Task brief
Beginning with the first line of the data below, set down each line exactly through the line that contains "impl AgentDecisionRepository for".

(Listed records begins)

//! SeaORM implementation of AgentDecisionRepository
//!
//! Decisions are inserted inside the settlement transaction (see the
//! checkout repository); this repository only reads them.

use async_trait::async_trait;
use sea_orm::{ColumnTrait, DatabaseConnection, EntityTrait, QueryFilter};
use uuid::Uuid;

use super::{db_err, parse_amount};
use crate::domain::checkout::{AgentDecision, AgentDecisionRepository};
use crate::domain::DomainResult;
use crate::infrastructure::database::entities::agent_decision;

pub struct SeaOrmAgentDecisionRepository {
    db: DatabaseConnection,
}

impl SeaOrmAgentDecisionRepository {
    pub fn new(db: DatabaseConnection) -> Self {
        Self { db }
    }
}

fn model_to_domain(m: agent_decision::Model) -> AgentDecision {
    AgentDecision {
        id: m.id,
        checkout_id: m.checkout_id,
        decided_by: m.decided_by,
        decided_at: m.decided_at,
        deposit_return_percent: parse_amount(&m.deposit_return_percent),
        rent_returned: m.rent_returned,
        notes: m.notes,
    }
}

#[async_trait]
impl AgentDecisionRepository for SeaOrmAgentDecisionRepository {
    async fn find_by_checkout(&self, checkout_id: Uuid) -> DomainResult<Option<AgentDecision>> {
        let model = agent_decision::Entity::find()
            .filter(agent_decision::Column::CheckoutId.eq(checkout_id))
            .one(&self.db)
            .await
            .map_err(db_err)?;
        Ok(model.map(model_to_domain))
    }
}
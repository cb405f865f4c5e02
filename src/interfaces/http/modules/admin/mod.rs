pub mod handlers;

pub use handlers::AdminAppState;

(Listed records ends)

Solved exercise
//! SeaORM implementation of AgentDecisionRepository
//!
//! Decisions are inserted inside the settlement transaction (see the
//! checkout repository); this repository only reads them.

use async_trait::async_trait;
use sea_orm::{ColumnTrait, DatabaseConnection, EntityTrait, QueryFilter};
use uuid::Uuid;

use super::{db_err, parse_amount};
use crate::domain::checkout::{AgentDecision, AgentDecisionRepository};
use crate::domain::DomainResult;
use crate::infrastructure::database::entities::agent_decision;

pub struct SeaOrmAgentDecisionRepository {
    db: DatabaseConnection,
}

impl SeaOrmAgentDecisionRepository {
    pub fn new(db: DatabaseConnection) -> Self {
        Self { db }
    }
}

fn model_to_domain(m: agent_decision::Model) -> AgentDecision {
    AgentDecision {
        id: m.id,
        checkout_id: m.checkout_id,
        decided_by: m.decided_by,
        decided_at: m.decided_at,
        deposit_return_percent: parse_amount(&m.deposit_return_percent),
        rent_returned: m.rent_returned,
        notes: m.notes,
    }
}

#[async_trait]
impl AgentDecisionRepository for SeaOrmAgentDecisionRepository {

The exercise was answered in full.